Europe Low Countries
  • Author: JODE, Gerard de
  • Publication place: [Antwerp
  • Publication date: 1578].
  • Physical description: Double page engraved map.
  • Dimensions: 371 by 455mm. (14.5 by 18 inches).
  • Inventory reference: 13050

Notes

The earliest map of the duchy of Luxembourg, showing the counties of La Roche, Durbuy, Vielsam, Chiny, Vandalen, St. John and Manderscheid.

The Duchy of Luxembourg had been newly incorporated into the Seventeen Provinces of the Holy Roman Empire by Charles V, in the Pragmatic Sanction of 1549. All the seventeen territories could now be inherited by the same Hapsburg heir. By the time de Jode’s atlas was published, however, the Eighty Years War had begun and the northern provinces revolted against Spanish rule. The Duchy of Luxembourg was caught up in the war, but ultimately remained part of the Spanish Netherlands.

Gerard de Jode (1509–1591), cartographer, engraver, and publisher lived and worked in Antwerp. In 1547 he was admitted to the Guild of St. Luke, and began his work as a publisher and print seller. He often printed the works of other cartographers, including Gastaldi’s map of the world in 1555, Jacob van Deventer’s map of Brabant in 1558, Ortelius’ eight-sheet map of the world in 1564, and maps by Bartholomeus Musinus and Fernando Alvares Seco.

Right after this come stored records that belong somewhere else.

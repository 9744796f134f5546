//! `gw colors`: the first N component colors.

use anyhow::Result;
use clap::Args;
use graphwalk_core::Color;
use serde::Serialize;

use super::CommandContext;
use crate::output::{OutputMode, pretty_section, render_mode};

#[derive(Args, Debug)]
pub struct ColorsArgs {
    /// Number of colors to assign.
    pub count: usize,
}

#[derive(Debug, Serialize)]
pub struct ColorsReport {
    pub colors: Vec<Color>,
}

pub fn run_colors(args: &ColorsArgs, ctx: &CommandContext) -> Result<()> {
    let report = ColorsReport {
        colors: ctx.config.palette.palette().assign(args.count),
    };
    render_report(ctx.output, &report)
}

fn render_report(mode: OutputMode, report: &ColorsReport) -> Result<()> {
    render_mode(
        mode,
        report,
        |r, w| {
            for color in &r.colors {
                writeln!(w, "{color}")?;
            }
            Ok(())
        },
        |r, w| {
            pretty_section(w, &format!("{} color(s)", r.colors.len()))?;
            for (i, color) in r.colors.iter().enumerate() {
                writeln!(w, "{i:>4}  {color}")?;
            }
            Ok(())
        },
    )
}

#[cfg(test)]
mod tests {
    use super::*;
    use clap::Parser;

    #[derive(Parser)]
    struct Wrapper {
        #[command(flatten)]
        args: ColorsArgs,
    }

    #[test]
    fn count_is_positional() {
        let w = Wrapper::parse_from(["test", "17"]);
        assert_eq!(w.args.count, 17);
    }

    #[test]
    fn count_is_required() {
        assert!(Wrapper::try_parse_from(["test"]).is_err());
    }
}
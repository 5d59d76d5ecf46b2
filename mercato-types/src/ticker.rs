//! Flattened, legacy-compatible view combining quote, profile and fundamentals.

use std::collections::BTreeMap;

use chrono::{DateTime, Utc};
use rust_decimal::Decimal;
use serde::{Deserialize, Serialize};

use crate::company::{CompanyInfo, Fundamentals};
use crate::data_type::DataType;
use crate::market::Quote;

/// Every quote, info and fundamentals field for one symbol, merged into a
/// single record. Parts that could not be fetched leave their fields empty;
/// `sources` names the provider behind each part that was filled.
#[derive(Debug, Clone, PartialEq, Default, Serialize, Deserialize)]
pub struct TickerData {
    /// Upper-cased ticker symbol.
    pub symbol: String,

    // quote
    /// Last traded price.
    pub price: Option<Decimal>,
    /// Previous session close.
    pub previous_close: Option<Decimal>,
    /// Change against previous close.
    pub change: Option<Decimal>,
    /// Percent change against previous close.
    pub change_percent: Option<Decimal>,
    /// Session open.
    pub open: Option<Decimal>,
    /// Session high.
    pub day_high: Option<Decimal>,
    /// Session low.
    pub day_low: Option<Decimal>,
    /// Session volume.
    pub volume: Option<u64>,
    /// Quote timestamp.
    pub as_of: Option<DateTime<Utc>>,

    // info
    /// Display name.
    pub name: Option<String>,
    /// Listing exchange.
    pub exchange: Option<String>,
    /// Currency (quote currency preferred over profile currency).
    pub currency: Option<String>,
    /// Sector.
    pub sector: Option<String>,
    /// Industry.
    pub industry: Option<String>,
    /// Country.
    pub country: Option<String>,
    /// Website.
    pub website: Option<String>,
    /// Business summary.
    pub description: Option<String>,
    /// Employees.
    pub employees: Option<u64>,
    /// Market capitalisation.
    pub market_cap: Option<Decimal>,

    // fundamentals
    /// Trailing P/E.
    pub pe_ratio: Option<f64>,
    /// Forward P/E.
    pub forward_pe: Option<f64>,
    /// PEG.
    pub peg_ratio: Option<f64>,
    /// Price/book.
    pub price_to_book: Option<f64>,
    /// Trailing EPS.
    pub eps: Option<Decimal>,
    /// Dividend yield.
    pub dividend_yield: Option<f64>,
    /// Beta.
    pub beta: Option<f64>,
    /// Profit margin.
    pub profit_margin: Option<f64>,
    /// Return on equity.
    pub return_on_equity: Option<f64>,
    /// Debt/equity.
    pub debt_to_equity: Option<f64>,
    /// Revenue.
    pub revenue: Option<Decimal>,
    /// 52-week high.
    pub fifty_two_week_high: Option<Decimal>,
    /// 52-week low.
    pub fifty_two_week_low: Option<Decimal>,

    /// Provider behind each merged part.
    pub sources: BTreeMap<DataType, String>,
}

impl TickerData {
    /// Merge whichever parts are available into one record.
    #[must_use]
    pub fn merge(
        symbol: impl Into<String>,
        quote: Option<&Quote>,
        info: Option<&CompanyInfo>,
        fundamentals: Option<&Fundamentals>,
    ) -> Self {
        let mut out = Self {
            symbol: symbol.into(),
            ..Self::default()
        };

        if let Some(q) = quote {
            out.price = Some(q.price);
            out.previous_close = q.previous_close;
            out.change = q.change();
            out.change_percent = q.change_percent();
            out.open = q.open;
            out.day_high = q.day_high;
            out.day_low = q.day_low;
            out.volume = q.volume;
            out.as_of = Some(q.as_of);
            out.currency.clone_from(&q.currency);
            out.sources.insert(DataType::Quote, q.source.clone());
        }

        if let Some(i) = info {
            out.name.clone_from(&i.name);
            out.exchange.clone_from(&i.exchange);
            if out.currency.is_none() {
                out.currency.clone_from(&i.currency);
            }
            out.sector.clone_from(&i.sector);
            out.industry.clone_from(&i.industry);
            out.country.clone_from(&i.country);
            out.website.clone_from(&i.website);
            out.description.clone_from(&i.description);
            out.employees = i.employees;
            out.market_cap = i.market_cap;
            out.sources.insert(DataType::Info, i.source.clone());
        }

        if let Some(f) = fundamentals {
            out.pe_ratio = f.pe_ratio;
            out.forward_pe = f.forward_pe;
            out.peg_ratio = f.peg_ratio;
            out.price_to_book = f.price_to_book;
            out.eps = f.eps;
            out.dividend_yield = f.dividend_yield;
            out.beta = f.beta;
            out.profit_margin = f.profit_margin;
            out.return_on_equity = f.return_on_equity;
            out.debt_to_equity = f.debt_to_equity;
            out.revenue = f.revenue;
            out.fifty_two_week_high = f.fifty_two_week_high;
            out.fifty_two_week_low = f.fifty_two_week_low;
            out.sources.insert(DataType::Fundamentals, f.source.clone());
        }

        out
    }

    /// True when no part could be merged.
    #[must_use]
    pub fn is_empty(&self) -> bool {
        self.sources.is_empty()
    }
}
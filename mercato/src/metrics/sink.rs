use std::collections::VecDeque;
use std::io::Write;

use mercato_core::{CallOutcome, CallRecord};
use parking_lot::Mutex;

/// Observer invoked once per completed service call.
///
/// Sinks run on the caller's task after the collector has released its locks,
/// so they should return quickly.
pub trait CallSink: Send + Sync {
    /// Handle one completed call.
    fn on_call_recorded(&self, record: &CallRecord);
}

/// Emits one `tracing` event per call on target `mercato::calls`.
#[derive(Debug, Default, Clone, Copy)]
pub struct TracingSink;

impl CallSink for TracingSink {
    fn on_call_recorded(&self, r: &CallRecord) {
        let providers_tried = r.providers_tried.join(",");
        let provider_used = r.provider_used.as_deref().unwrap_or("");
        match r.outcome {
            CallOutcome::Success => tracing::info!(
                target: "mercato::calls",
                data_type = r.data_type.as_str(),
                symbol = %r.symbol,
                providers_tried = %providers_tried,
                provider_used,
                outcome = "success",
                cache_hit = r.cache_hit,
                deduplicated = r.deduplicated,
                fallback_used = r.fallback_used,
                latency_ms = r.latency_ms,
                "call completed"
            ),
            CallOutcome::Failure => tracing::warn!(
                target: "mercato::calls",
                data_type = r.data_type.as_str(),
                symbol = %r.symbol,
                providers_tried = %providers_tried,
                outcome = "failure",
                cache_hit = r.cache_hit,
                deduplicated = r.deduplicated,
                fallback_used = r.fallback_used,
                latency_ms = r.latency_ms,
                error = r.error.as_ref().map(ToString::to_string).unwrap_or_default(),
                "call failed"
            ),
        }
    }
}

/// Writes every record as one JSON line.
pub struct JsonLineSink<W> {
    out: Mutex<W>,
}

impl<W: Write + Send> JsonLineSink<W> {
    /// Sink writing to `out`.
    pub const fn new(out: W) -> Self {
        Self {
            out: Mutex::new(out),
        }
    }

    /// Recover the writer.
    pub fn into_inner(self) -> W {
        self.out.into_inner()
    }
}

impl JsonLineSink<std::io::Stdout> {
    /// Sink writing to standard output.
    #[must_use]
    pub fn stdout() -> Self {
        Self::new(std::io::stdout())
    }
}

impl<W: Write + Send> CallSink for JsonLineSink<W> {
    fn on_call_recorded(&self, record: &CallRecord) {
        let line = match serde_json::to_string(record) {
            Ok(l) => l,
            Err(e) => {
                tracing::warn!(target: "mercato::calls", error = %e, "call record not serializable");
                return;
            }
        };
        let mut out = self.out.lock();
        if let Err(e) = writeln!(out, "{line}").and_then(|()| out.flush()) {
            tracing::warn!(target: "mercato::calls", error = %e, "failed to write call record");
        }
    }
}

/// Keeps the most recent records in memory.
pub struct MemorySink {
    cap: usize,
    records: Mutex<VecDeque<CallRecord>>,
}

impl MemorySink {
    /// Sink retaining at most `cap` records.
    #[must_use]
    pub fn new(cap: usize) -> Self {
        Self {
            cap: cap.max(1),
            records: Mutex::new(VecDeque::new()),
        }
    }

    /// Retained records, oldest first.
    pub fn records(&self) -> Vec<CallRecord> {
        self.records.lock().iter().cloned().collect()
    }

    /// Number of retained records.
    pub fn len(&self) -> usize {
        self.records.lock().len()
    }

    /// Whether nothing was recorded.
    pub fn is_empty(&self) -> bool {
        self.len() == 0
    }
}

impl CallSink for MemorySink {
    fn on_call_recorded(&self, record: &CallRecord) {
        let mut r = self.records.lock();
        if r.len() == self.cap {
            r.pop_front();
        }
        r.push_back(record.clone());
    }
}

De Jode’s atlas Speculum Orbis Terrarum’ was first published in 1578 by Gerard de Jode (1509–1591) with text by Daniel Cellarius. It was designed to compete with Abraham Ortelius’ atlas, Theatrum Orbis Terrarum’, which had been published eight years earlier. Ortelius used his influence to disrupt de Jode’s application for a royal privilege. By the time this was finally granted, seven years after the publication of the Theatrum’, Ortelius’ work had become so popular that de Jode’s atlas did not sell well, despite the accuracy and clarity of his maps.

Although sales of de Jode’s work were less than ideal, the atlas was evidently held in high regard, with several contemporaries citing its importance alongside the atlases of Mercator and Ortelius. Few examples of either edition of the Speculum’ have survived, making the maps within a rarity. 

Bibliography

  1. Van der Krogt 3380:32.
    • Koeman, C and van der Krogt, Pieter (2000–2010). Koeman’s Atlantes Neerlandici. MS’t Goy-Houten: HES & De Graaf Publishers. 9 vols.